You don’t need a visa to travel to Mexico as a tourist. You need a tourist card, called an FMT (also seen as an FM-T in some publications). This FMT Mexican tourist permit is good for multiple entries. You need a birth certificate or a passport to get a tourist permit. The Mexican tourist permit (FMT) is no longer free (except in Sonora). Although the cost of the Mexican tourist permit (FMT) varies according to the peso and changes periodically, it will set you back about $25. The old no tourist permit for seven days or fewer rule is no longer in effect.

Sonora has a Sonora Only tourist card that you need to get, and, theoretically, you need a Mexican tourist permit for Baja, but the enforcement of this rule is sporadic at best. Technically, you can only be a tourist in Mexico for 180 days out of 365. Technically, and sometimes practically, if you try to return to Mexico after your 180 days are up, you will be told to go home.

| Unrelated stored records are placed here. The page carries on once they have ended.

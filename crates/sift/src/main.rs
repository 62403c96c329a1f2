//! Command-line interface for the `sift` table preprocessor.

use std::process::ExitCode;

use clap::Parser;
use sift::cli::{
    CommandContext,
    args::{Cli, Commands},
    commands, telemetry,
};

fn main() -> ExitCode {
    let cli = Cli::parse();
    telemetry::init_tracing(cli.verbose);

    let ctx = if matches!(cli.command, Commands::Init(_)) {
        CommandContext::load_cwd_only()
    } else {
        CommandContext::load()
    };
    match ctx {
        Ok(ctx) => commands::run(cli.command, &ctx),
        Err(code) => code,
    }
}
//! Implementation of `sift category`.

use std::process::ExitCode;

use sift_frame::{SortOrder, count_by_category};

use super::shared::{fail, finish, load_frame};
use crate::cli::{args::CategoryCommand, context::CommandContext, output::emit_counts};

/// Counts records per distinct value of a column.
pub fn run(ctx: &CommandContext, cmd: &CategoryCommand) -> ExitCode {
    finish(execute(ctx, cmd))
}

/// Command body.
fn execute(ctx: &CommandContext, cmd: &CategoryCommand) -> Result<(), ExitCode> {
    let report = &ctx.config.report;
    let sort: SortOrder = cmd
        .sort
        .as_deref()
        .unwrap_or(&report.sort)
        .parse()
        .map_err(fail)?;
    let percentage = cmd.percentage || report.percentage;

    let frame = load_frame(&cmd.input)?;
    let counts = count_by_category(&frame, &cmd.column, sort, percentage).map_err(fail)?;
    emit_counts(&counts, &cmd.output)
}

You will find several different products relating to living, working or driving in Mexico on my shopping cart, as well as a description of my consultation services to help you decide if, and where to live in Mexico.

Now, thanks to computerization, the government can keep track of you (conspiracy theorists, unite!). They keep a database of everyone who enters and for how long, Don’t ask for 180 days unless you need them; otherwise, you might not get back in for a year. Get a few days extra, to allow for the unexpected, but don’t get more than a week’s extra time if you want to come back again soon. Be sure to turn your tourist card in, either at the airport (where the ticket agent will insist that you do) or at the Migracíon office near the border. Finding these is always a challenge, but worth it. If you buy one of my maps, it will have the location of where to return the tourist permits and car permits.

Mexican Immigration officials have told me privately that they are ignoring the rule that you can only get one Mexican tourist card (an FMT) every year if -- in their clairvoyance -- they don't think you are living or working in Mexico. So take heart and somehow just try to look like you don't live live in Mexico, whatever that means.